Signs of Malignant Narcissism In The Legal Profession [TFLP 127]

Today, I want to talk about a hot topic on the Former Lawyer Podcast: narcissism. The reason that we really need to talk about it is that, as bad as it sounds, there’s a lot of narcissism in the legal profession. 

This is not going to be a comprehensive exploration of narcissism. But we’re going to talk about a few different types of narcissism that are rampant in the legal system. Not only are these traits often normalized, but they’re sometimes even rewarded. 

What Is Narcissism?

Narcissism is a personality trait that everyone has to some degree. There is a spectrum of narcissistic traits that we all exhibit at one point or another. But there’s a difference between having some narcissistic traits and having Narcissistic Personality Disorder. 

Malignant narcissism is a level of narcissism that harms other people. Unfortunately, it’s the people who have a diagnosable degree of malignant narcissism that are extremely unlikely to get help. Part of that symptomatology is thinking that the problem is everyone else instead of themselves.

What you should also know about narcissism is that someone doesn’t have to be a diagnosed narcissist or meet all the criteria for their behavior to hurt others. In fact, someone can only display one or two narcissistic traits, for example. But if these traits are severe enough, it can be just as harmful with someone with NPD. 

Let’s talk a bit about what you might see if you are working with a malignant narcissist. In the legal system, some of these traits are extremely common because they’ve been so normalized in the industry. 

You’ll probably recognize some of these traits because I think they’re pretty descriptive of how certain types of lawyers act. If you do spot some similarities, I highly recommend you check out my you should definitely check out my article about the 8 Signs of A Toxic Workplace

Now, let’s talk about some of the signs of malignant narcissism in the legal profession.

Obsessed With ‘The Best’

Malignant narcissists often have an attitude of deserving the best of the best. These types of people are preoccupied with fantasies of success and power. And, they will do anything to get it. 

Inability To Handle Criticism

Narcissists are usually unable to handle criticism. For example, a boss who hands out lots of criticism but never thinks that they are the one that has done anything wrong.

Lashing Out 

Malignant narcissists also tend to lash out if they feel slighted. They can have an inflated sense of self and an inability to self-regulate. In other words, an inability to control their emotions. This often results in lashing out, screaming, throwing things, name-calling, etc.

Superiority Complex

Malignant narcissism can also show itself through a superiority complex. These types of people have an expectation to be treated as a superior. They’re likely to take advantage of others to get what they want, monopolize conversations, and mistreat those who they perceive as inferior. 

No Remorse

Another characteristic of malignant narcissism is having no remorse for hurting others. Plus, they usually have no interest in apologizing unless it benefits them. This is another trait that is present in the legal system. 

Sociopathic narcissism is, in some ways, very similar to malignant narcissism.
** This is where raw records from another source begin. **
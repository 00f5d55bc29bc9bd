//! CA hierarchy service
//!
//! Owns the raw record collection and its resolution, and runs the display
//! pipeline (filter → sort → flatten / paginate) on request. The resolver
//! only re-runs when the record collection is replaced.

use std::sync::Arc;

use serde::Serialize;
use tracing::{debug, instrument, warn};

use crate::application::{ApplicationError, ApplicationResult};
use crate::config::Settings;
use crate::domain::{
    filter_forest, filter_records, flatten, paginate, resolve, serialize_forest, sort_forest,
    sort_records, CaRecord, ExpandedSet, Forest, LinkKind, OrphanReason, RawCaRecord,
    Resolution, SortDirection, SortKey, TextQuery,
};
use crate::infrastructure::traits::RecordSource;

/// Display parameters for one recomputation.
#[derive(Debug, Clone, PartialEq, Eq)]
pub struct ViewQuery {
    pub filter: Option<TextQuery>,
    pub sort: Option<(SortKey, SortDirection)>,
    /// 1-indexed orphan page
    pub page: usize,
    pub page_size: usize,
}

impl Default for ViewQuery {
    fn default() -> Self {
        Self {
            filter: None,
            sort: None,
            page: 1,
            page_size: 10,
        }
    }
}

impl ViewQuery {
    /// Query carrying the configured sort order and page size.
    pub fn from_settings(settings: &Settings) -> Self {
        Self {
            filter: None,
            sort: Some((settings.sort.key, settings.sort.direction)),
            page: 1,
            page_size: settings.page_size,
        }
    }

    pub fn with_filter(mut self, query: TextQuery) -> Self {
        self.filter = (!query.is_empty()).then_some(query);
        self
    }

    pub fn with_sort(mut self, key: SortKey, direction: SortDirection) -> Self {
        self.sort = Some((key, direction));
        self
    }

    pub fn with_page(mut self, page: usize) -> Self {
        self.page = page;
        self
    }

    pub fn with_page_size(mut self, page_size: usize) -> Self {
        self.page_size = page_size;
        self
    }
}

/// Flattened forest row.
#[derive(Debug, Clone, PartialEq, Eq, Serialize)]
#[serde(rename_all = "camelCase")]
pub struct ForestRow {
    pub ref_id: String,
    pub record: CaRecord,
    pub level: usize,
    pub link: Option<LinkKind>,
    pub has_children: bool,
    pub expanded: bool,
}

#[derive(Debug, Clone, PartialEq, Eq, Serialize)]
#[serde(rename_all = "camelCase")]
pub struct OrphanRow {
    pub record: CaRecord,
    pub reason: Option<OrphanReason>,
}

/// Everything the display layer needs for one render.
#[derive(Debug, Clone, PartialEq, Eq, Serialize)]
#[serde(rename_all = "camelCase")]
pub struct HierarchyView {
    pub forest_rows: Vec<ForestRow>,
    pub orphan_rows: Vec<OrphanRow>,
    pub orphan_total_pages: usize,
    /// Filtered and sorted forest
    #[serde(serialize_with = "serialize_forest")]
    pub forest: Forest,
    /// Filtered and sorted orphans, all pages
    pub orphans: Vec<CaRecord>,
    pub skipped_count: usize,
}

/// Service running the CA hierarchy pipeline.
pub struct HierarchyService {
    source: Option<Arc<dyn RecordSource>>,
    resolution: Resolution,
}

impl HierarchyService {
    /// Create a service over an already fetched record collection.
    pub fn new(records: Vec<RawCaRecord>) -> Self {
        Self {
            source: None,
            resolution: resolve(records),
        }
    }

    /// Create a service bound to a record source. Call [`Self::refresh`] or
    /// [`Self::try_refresh`] to fetch.
    pub fn with_source(source: Arc<dyn RecordSource>) -> Self {
        Self {
            source: Some(source),
            resolution: Resolution::default(),
        }
    }

    /// Replace the record collection and rebuild the hierarchy from scratch.
    #[instrument(level = "debug", skip_all)]
    pub fn replace_records(&mut self, records: Vec<RawCaRecord>) {
        debug!("replace_records: {} records", records.len());
        self.resolution = resolve(records);
    }

    /// Re-fetch from the source, propagating fetch failures.
    pub fn try_refresh(&mut self) -> ApplicationResult<()> {
        let Some(source) = self.source.clone() else {
            return Ok(());
        };
        let records = source
            .fetch()
            .map_err(|e| ApplicationError::OperationFailed {
                context: format!("fetch CA records from {}", source.describe()),
                source: Box::new(e),
            })?;
        self.replace_records(records);
        Ok(())
    }

    /// Re-fetch from the source; a failing fetch yields an empty hierarchy.
    pub fn refresh(&mut self) {
        if let Err(e) = self.try_refresh() {
            warn!("{e}, continuing with empty record collection");
            self.replace_records(Vec::new());
        }
    }

    pub fn resolution(&self) -> &Resolution {
        &self.resolution
    }

    /// Run filter → sort → flatten / paginate over the cached resolution.
    #[instrument(level = "debug", skip(self, expanded))]
    pub fn view(&self, query: &ViewQuery, expanded: &ExpandedSet) -> HierarchyView {
        let (mut forest, mut orphans) = match &query.filter {
            Some(q) => (
                filter_forest(&self.resolution.forest, |r| q.matches(r)),
                filter_records(&self.resolution.orphans, |r| q.matches(r)),
            ),
            None => (
                self.resolution.forest.clone(),
                self.resolution.orphans.clone(),
            ),
        };

        if let Some((key, direction)) = query.sort {
            forest = sort_forest(&forest, key, direction);
            orphans = sort_records(&orphans, key, direction);
        }

        let forest_rows = flatten(&forest, expanded)
            .into_iter()
            .map(|row| ForestRow {
                ref_id: row.node.ref_id.clone(),
                record: row.node.record.clone(),
                level: row.level,
                link: row.node.link,
                has_children: !row.node.is_leaf(),
                expanded: row.is_expanded(expanded),
            })
            .collect();

        let page = paginate(&orphans, query.page, query.page_size);
        let orphan_rows = page
            .rows
            .iter()
            .map(|record| OrphanRow {
                reason: self.resolution.orphan_reason(&record.id),
                record: record.clone(),
            })
            .collect();
        let orphan_total_pages = page.total_pages;

        HierarchyView {
            forest_rows,
            orphan_rows,
            orphan_total_pages,
            forest,
            orphans,
            skipped_count: self.resolution.skipped_count(),
        }
    }
}

#[cfg(test)]
mod tests {
    use super::*;
    use crate::domain::RawId;
    use crate::infrastructure::{InfraError, InfraResult};

    fn raw(id: &str, name: &str, subject: &str, issuer: &str) -> RawCaRecord {
        RawCaRecord {
            id: Some(RawId::Text(id.to_string())),
            name: name.to_string(),
            subject_name: Some(subject.to_string()),
            issuer_name: Some(issuer.to_string()),
            ..RawCaRecord::default()
        }
    }

    struct FailingSource;

    impl RecordSource for FailingSource {
        fn fetch(&self) -> InfraResult<Vec<RawCaRecord>> {
            Err(InfraError::io(
                "fetch",
                std::io::Error::new(std::io::ErrorKind::ConnectionRefused, "down"),
            ))
        }

        fn describe(&self) -> String {
            "failing".into()
        }
    }

    #[test]
    fn given_failing_source_when_refreshing_then_empty_hierarchy() {
        let mut service = HierarchyService::with_source(Arc::new(FailingSource));
        service.replace_records(vec![raw("1", "Root", "CN=Root", "CN=Root")]);

        service.refresh();

        assert!(service.resolution().forest.is_empty());
        assert!(service.resolution().orphans.is_empty());
        assert!(service.try_refresh().is_err());
    }

    #[test]
    fn given_filter_and_sort_when_viewing_then_rows_reflect_both() {
        let service = HierarchyService::new(vec![
            raw("root", "Root", "CN=Root", "CN=Root"),
            raw("b", "Beta Issuing", "CN=B", "CN=Root"),
            raw("a", "Alpha Issuing", "CN=A", "CN=Root"),
            raw("x", "Lonely", "CN=X", "CN=Nobody"),
        ]);
        let expanded: ExpandedSet = ["root"].into_iter().collect();
        let query = ViewQuery::default()
            .with_filter(TextQuery::new("issuing"))
            .with_sort(SortKey::Name, SortDirection::Asc);

        let view = service.view(&query, &expanded);

        let rows: Vec<(&str, usize)> = view
            .forest_rows
            .iter()
            .map(|r| (r.ref_id.as_str(), r.level))
            .collect();
        assert_eq!(rows, vec![("root", 0), ("a", 1), ("b", 1)]);
        assert!(view.forest_rows[0].expanded);
        assert_eq!(view.forest_rows[1].link, Some(LinkKind::Inferred));
        assert!(view.orphan_rows.is_empty());
        assert_eq!(view.orphan_total_pages, 0);
    }

    #[test]
    fn given_orphans_when_viewing_then_paged_with_reasons() {
        let service = HierarchyService::new(vec![
            raw("x", "X", "CN=X", "CN=Nobody"),
            raw("y", "Y", "CN=Y", "CN=Nobody"),
            raw("z", "Z", "CN=Z", "CN=Nobody"),
        ]);
        let query = ViewQuery::default().with_page_size(2).with_page(2);

        let view = service.view(&query, &ExpandedSet::new());

        assert_eq!(view.orphan_total_pages, 2);
        assert_eq!(view.orphan_rows.len(), 1);
        assert_eq!(view.orphan_rows[0].record.id, "z");
        assert_eq!(view.orphan_rows[0].reason, Some(OrphanReason::NoIssuerMatch));
        assert_eq!(view.orphans.len(), 3);
    }

    #[test]
    fn given_settings_when_building_query_then_uses_configured_defaults() {
        let mut settings = Settings::default();
        settings.page_size = 25;
        settings.sort.direction = SortDirection::Desc;

        let query = ViewQuery::from_settings(&settings).with_filter(TextQuery::new(""));

        assert_eq!(query.page_size, 25);
        assert_eq!(query.sort, Some((SortKey::Name, SortDirection::Desc)));
        assert!(query.filter.is_none());
    }
}
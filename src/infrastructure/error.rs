//! Infrastructure-level errors (wraps application errors)

use thiserror::Error;

use crate::application::ApplicationError;

/// Infrastructure errors wrap application errors and add I/O-level concerns.
#[derive(Error, Debug)]
pub enum InfraError {
    #[error(transparent)]
    Application(#[from] ApplicationError),

    #[error("I/O error: {context}")]
    Io {
        context: String,
        #[source]
        source: std::io::Error,
    },

    #[error("invalid record data: {context}")]
    Parse {
        context: String,
        #[source]
        source: serde_json::Error,
    },
}

impl InfraError {
    /// Create an I/O error with context.
    pub fn io(context: impl Into<String>, source: std::io::Error) -> Self {
        Self::Io {
            context: context.into(),
            source,
        }
    }

    /// Create a parse error with context.
    pub fn parse(context: impl Into<String>, source: serde_json::Error) -> Self {
        Self::Parse {
            context: context.into(),
            source,
        }
    }
}

/// Result type for infrastructure layer operations.
pub type InfraResult<T> = Result<T, InfraError>;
However, the characteristics of sociopathic narcissism are a bit different. 

What Are The Traits Of A Narcissistic Sociopath?

A narcissistic sociopath is someone who fits the criteria of Narcissistic Personality Disorder and Antisocial Personality Disorder. Now, let’s get into the signs of a narcissistic sociopath.

  1.  A grandiose sense of self-importance or exaggerating achievements and abilities. 
  2. A preoccupation with the idea of gaining success and power.
  3. Believing that they are special or of high status. 
  4. Needing constant or excessive admiration. 
  5. Having a  sense of entitlement.
  6. Exploiting other people for personal gain. 
  7. Lacking empathy for others. 
  8. Being envious of others or believing other people envy them. 
  9. Displaying arrogant behaviors and attitudes. 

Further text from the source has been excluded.